> [WORK INSTRUCTION] Each entry must be restated word for word.
*** PROVIDED DATA ***
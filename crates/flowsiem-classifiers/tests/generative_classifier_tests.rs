//! Generative classifier tests
//!
//! Uses scripted generators for the label mapping and an in-process
//! completions server for the HTTP backend.

use async_trait::async_trait;
use axum::extract::State;
use axum::http::StatusCode;
use axum::routing::post;
use axum::{Json, Router};
use flowsiem_classifiers::{
    Classifier, CompletionsGenerator, GenerativeClassifier, GeneratorConfig, TextGenerator,
};
use flowsiem_core::{Error, Label, Result};
use serde_json::{json, Value};
use std::net::SocketAddr;
use std::sync::atomic::{AtomicU32, Ordering};
use std::sync::{Arc, Mutex};

/// A generator that always answers with the same text
struct ScriptedGenerator {
    response: String,
    call_count: AtomicU32,
}

impl ScriptedGenerator {
    fn new(response: &str) -> Self {
        Self {
            response: response.to_string(),
            call_count: AtomicU32::new(0),
        }
    }

    fn call_count(&self) -> u32 {
        self.call_count.load(Ordering::Relaxed)
    }
}

#[async_trait]
impl TextGenerator for ScriptedGenerator {
    async fn generate(&self, _prompt: &str) -> Result<String> {
        self.call_count.fetch_add(1, Ordering::Relaxed);
        Ok(self.response.clone())
    }
}

/// A generator that always fails - for testing error paths
struct FailingGenerator;

#[async_trait]
impl TextGenerator for FailingGenerator {
    async fn generate(&self, _prompt: &str) -> Result<String> {
        Err(Error::inference("out of GPU memory"))
    }
}

fn classifier_answering(response: &str) -> (GenerativeClassifier, Arc<ScriptedGenerator>) {
    let generator = Arc::new(ScriptedGenerator::new(response));
    let classifier = GenerativeClassifier::new("scripted", generator.clone());
    (classifier, generator)
}

#[tokio::test]
async fn test_labels_from_generated_text() {
    let cases = [
        (" This traffic flow is normal.", Label::Normal),
        ("The flow belongs to an Attacker", Label::Attacker),
        ("victim", Label::Victim),
        ("I am not sure", Label::Unknown),
        ("attacker targeting a victim, otherwise normal", Label::Normal),
    ];

    for (response, expected) in cases {
        let (classifier, generator) = classifier_answering(response);
        let label = classifier.classify("tcp 1.1.1.1:80").await.unwrap();
        assert_eq!(label, expected, "response {:?}", response);
        assert_eq!(generator.call_count(), 1);
    }
}

#[tokio::test]
async fn test_generator_failure_is_inference_error() {
    let classifier = GenerativeClassifier::new("broken", Arc::new(FailingGenerator));

    let result = classifier.classify("udp 8.8.8.8:53").await;
    assert!(matches!(result, Err(Error::Inference(_))));
}

// =============================================================================
// Completions backend
// =============================================================================

#[derive(Clone)]
struct BackendState {
    requests: Arc<Mutex<Vec<Value>>>,
    reply: Arc<(StatusCode, Value)>,
}

async fn completions(
    State(state): State<BackendState>,
    Json(body): Json<Value>,
) -> (StatusCode, Json<Value>) {
    state.requests.lock().unwrap().push(body);
    let (status, reply) = state.reply.as_ref().clone();
    (status, Json(reply))
}

async fn spawn_backend(status: StatusCode, reply: Value) -> (SocketAddr, Arc<Mutex<Vec<Value>>>) {
    let requests = Arc::new(Mutex::new(Vec::new()));
    let state = BackendState {
        requests: requests.clone(),
        reply: Arc::new((status, reply)),
    };
    let app = Router::new()
        .route("/v1/completions", post(completions))
        .with_state(state);

    let listener = tokio::net::TcpListener::bind("127.0.0.1:0").await.unwrap();
    let addr = listener.local_addr().unwrap();
    tokio::spawn(async move {
        axum::serve(listener, app).await.unwrap();
    });

    (addr, requests)
}

fn config_for(addr: SocketAddr) -> GeneratorConfig {
    GeneratorConfig {
        endpoint: format!("http://{}/v1", addr),
        model: "flows-lora".to_string(),
        timeout_secs: 5,
        ..Default::default()
    }
}

#[tokio::test]
async fn test_completions_backend_round_trip() {
    let (addr, requests) = spawn_backend(
        StatusCode::OK,
        json!({"choices": [{"index": 0, "text": " ATTACKER", "finish_reason": "stop"}]}),
    )
    .await;

    let classifier = GenerativeClassifier::load(config_for(addr)).unwrap();
    assert_eq!(classifier.name(), "flows-lora");

    let label = classifier.classify("tcp 10.0.0.1:4444 -> 10.0.0.2:445").await.unwrap();
    assert_eq!(label, Label::Attacker);

    let requests = requests.lock().unwrap();
    assert_eq!(requests.len(), 1);
    assert_eq!(requests[0]["model"], "flows-lora");
    assert_eq!(requests[0]["max_tokens"], 1000);
    let prompt = requests[0]["prompt"].as_str().unwrap();
    assert!(prompt.contains("###input: tcp 10.0.0.1:4444 -> 10.0.0.2:445"));
}

#[tokio::test]
async fn test_completions_backend_error_status() {
    let (addr, _) = spawn_backend(
        StatusCode::SERVICE_UNAVAILABLE,
        json!({"error": "model not loaded"}),
    )
    .await;

    let generator = CompletionsGenerator::new(config_for(addr)).unwrap();
    let result = generator.generate("prompt").await;

    match result {
        Err(Error::Inference(msg)) => assert!(msg.contains("503")),
        other => panic!("Expected inference error, got {:?}", other),
    }
}

#[tokio::test]
async fn test_completions_backend_without_choices() {
    let (addr, _) = spawn_backend(StatusCode::OK, json!({"choices": []})).await;

    let generator = CompletionsGenerator::new(config_for(addr)).unwrap();
    assert!(matches!(
        generator.generate("prompt").await,
        Err(Error::Inference(_))
    ));
}

#[tokio::test]
async fn test_unreachable_backend() {
    let listener = tokio::net::TcpListener::bind("127.0.0.1:0").await.unwrap();
    let addr = listener.local_addr().unwrap();
    drop(listener);

    let generator = CompletionsGenerator::new(config_for(addr)).unwrap();
    assert!(matches!(
        generator.generate("prompt").await,
        Err(Error::Inference(_))
    ));
}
*** End of PROVIDED DATA ***
> [SOLVED EXERCISE]
filename crates/flowsiem-classifiers/tests/generative_classifier_tests.rs
//! Generative classifier tests
//!
//! Uses scripted generators for the label mapping and an in-process
//! completions server for the HTTP backend.

use async_trait::async_trait;
use axum::extract::State;
use axum::http::StatusCode;
use axum::routing::post;
use axum::{Json, Router};
use flowsiem_classifiers::{
    Classifier, CompletionsGenerator, GenerativeClassifier, GeneratorConfig, TextGenerator,
};
use flowsiem_core::{Error, Label, Result};
use serde_json::{json, Value};
use std::net::SocketAddr;
use std::sync::atomic::{AtomicU32, Ordering};
use std::sync::{Arc, Mutex};

/// A generator that always answers with the same text
struct ScriptedGenerator {
    response: String,
    call_count: AtomicU32,
}

impl ScriptedGenerator {
    fn new(response: &str) -> Self {
        Self {
            response: response.to_string(),
            call_count: AtomicU32::new(0),
        }
    }

    fn call_count(&self) -> u32 {
        self.call_count.load(Ordering::Relaxed)
    }
}

#[async_trait]
impl TextGenerator for ScriptedGenerator {
    async fn generate(&self, _prompt: &str) -> Result<String> {
        self.call_count.fetch_add(1, Ordering::Relaxed);
        Ok(self.response.clone())
    }
}

/// A generator that always fails - for testing error paths
struct FailingGenerator;

#[async_trait]
impl TextGenerator for FailingGenerator {
    async fn generate(&self, _prompt: &str) -> Result<String> {
        Err(Error::inference("out of GPU memory"))
    }
}

fn classifier_answering(response: &str) -> (GenerativeClassifier, Arc<ScriptedGenerator>) {
    let generator = Arc::new(ScriptedGenerator::new(response));
    let classifier = GenerativeClassifier::new("scripted", generator.clone());
    (classifier, generator)
}

#[tokio::test]
async fn test_labels_from_generated_text() {
    let cases = [
        (" This traffic flow is normal.", Label::Normal),
        ("The flow belongs to an Attacker", Label::Attacker),
        ("victim", Label::Victim),
        ("I am not sure", Label::Unknown),
        ("attacker targeting a victim, otherwise normal", Label::Normal),
    ];

    for (response, expected) in cases {
        let (classifier, generator) = classifier_answering(response);
        let label = classifier.classify("tcp 1.1.1.1:80").await.unwrap();
        assert_eq!(label, expected, "response {:?}", response);
        assert_eq!(generator.call_count(), 1);
    }
}

#[tokio::test]
async fn test_generator_failure_is_inference_error() {
    let classifier = GenerativeClassifier::new("broken", Arc::new(FailingGenerator));

    let result = classifier.classify("udp 8.8.8.8:53").await;
    assert!(matches!(result, Err(Error::Inference(_))));
}

// =============================================================================
// Completions backend
// =============================================================================

#[derive(Clone)]
struct BackendState {
    requests: Arc<Mutex<Vec<Value>>>,
    reply: Arc<(StatusCode, Value)>,
}

async fn completions(
    State(state): State<BackendState>,
    Json(body): Json<Value>,
) -> (StatusCode, Json<Value>) {
    state.requests.lock().unwrap().push(body);
    let (status, reply) = state.reply.as_ref().clone();
    (status, Json(reply))
}

async fn spawn_backend(status: StatusCode, reply: Value) -> (SocketAddr, Arc<Mutex<Vec<Value>>>) {
    let requests = Arc::new(Mutex::new(Vec::new()));
    let state = BackendState {
        requests: requests.clone(),
        reply: Arc::new((status, reply)),
    };
    let app = Router::new()
        .route("/v1/completions", post(completions))
        .with_state(state);

    let listener = tokio::net::TcpListener::bind("127.0.0.1:0").await.unwrap();
    let addr = listener.local_addr().unwrap();
    tokio::spawn(async move {
        axum::serve(listener, app).await.unwrap();
    });

    (addr, requests)
}

fn config_for(addr: SocketAddr) -> GeneratorConfig {
    GeneratorConfig {
        endpoint: format!("http://{}/v1", addr),
        model: "flows-lora".to_string(),
        timeout_secs: 5,
        ..Default::default()
    }
}

#[tokio::test]
async fn test_completions_backend_round_trip() {
    let (addr, requests) = spawn_backend(
        StatusCode::OK,
        json!({"choices": [{"index": 0, "text": " ATTACKER", "finish_reason": "stop"}]}),
    )
    .await;

    let classifier = GenerativeClassifier::load(config_for(addr)).unwrap();
    assert_eq!(classifier.name(), "flows-lora");

    let label = classifier.classify("tcp 10.0.0.1:4444 -> 10.0.0.2:445").await.unwrap();
    assert_eq!(label, Label::Attacker);

    let requests = requests.lock().unwrap();
    assert_eq!(requests.len(), 1);
    assert_eq!(requests[0]["model"], "flows-lora");
    assert_eq!(requests[0]["max_tokens"], 1000);
    let prompt = requests[0]["prompt"].as_str().unwrap();
    assert!(prompt.contains("###input: tcp 10.0.0.1:4444 -> 10.0.0.2:445"));
}

#[tokio::test]
async fn test_completions_backend_error_status() {
    let (addr, _) = spawn_backend(
        StatusCode::SERVICE_UNAVAILABLE,
        json!({"error": "model not loaded"}),
    )
    .await;

    let generator = CompletionsGenerator::new(config_for(addr)).unwrap();
    let result = generator.generate("prompt").await;

    match result {
        Err(Error::Inference(msg)) => assert!(msg.contains("503")),
        other => panic!("Expected inference error, got {:?}", other),
    }
}

#[tokio::test]
async fn test_completions_backend_without_choices() {
    let (addr, _) = spawn_backend(StatusCode::OK, json!({"choices": []})).await;

    let generator = CompletionsGenerator::new(config_for(addr)).unwrap();
    assert!(matches!(
        generator.generate("prompt").await,
        Err(Error::Inference(_))
    ));
}

#[tokio::test]
async fn test_unreachable_backend() {
    let listener = tokio::net::TcpListener::bind("127.0.0.1:0").await.unwrap();
    let addr = listener.local_addr().unwrap();
    drop(listener);

    let generator = CompletionsGenerator::new(config_for(addr)).unwrap();
    assert!(matches!(
        generator.generate("prompt").await,
        Err(Error::Inference(_))
    ));
}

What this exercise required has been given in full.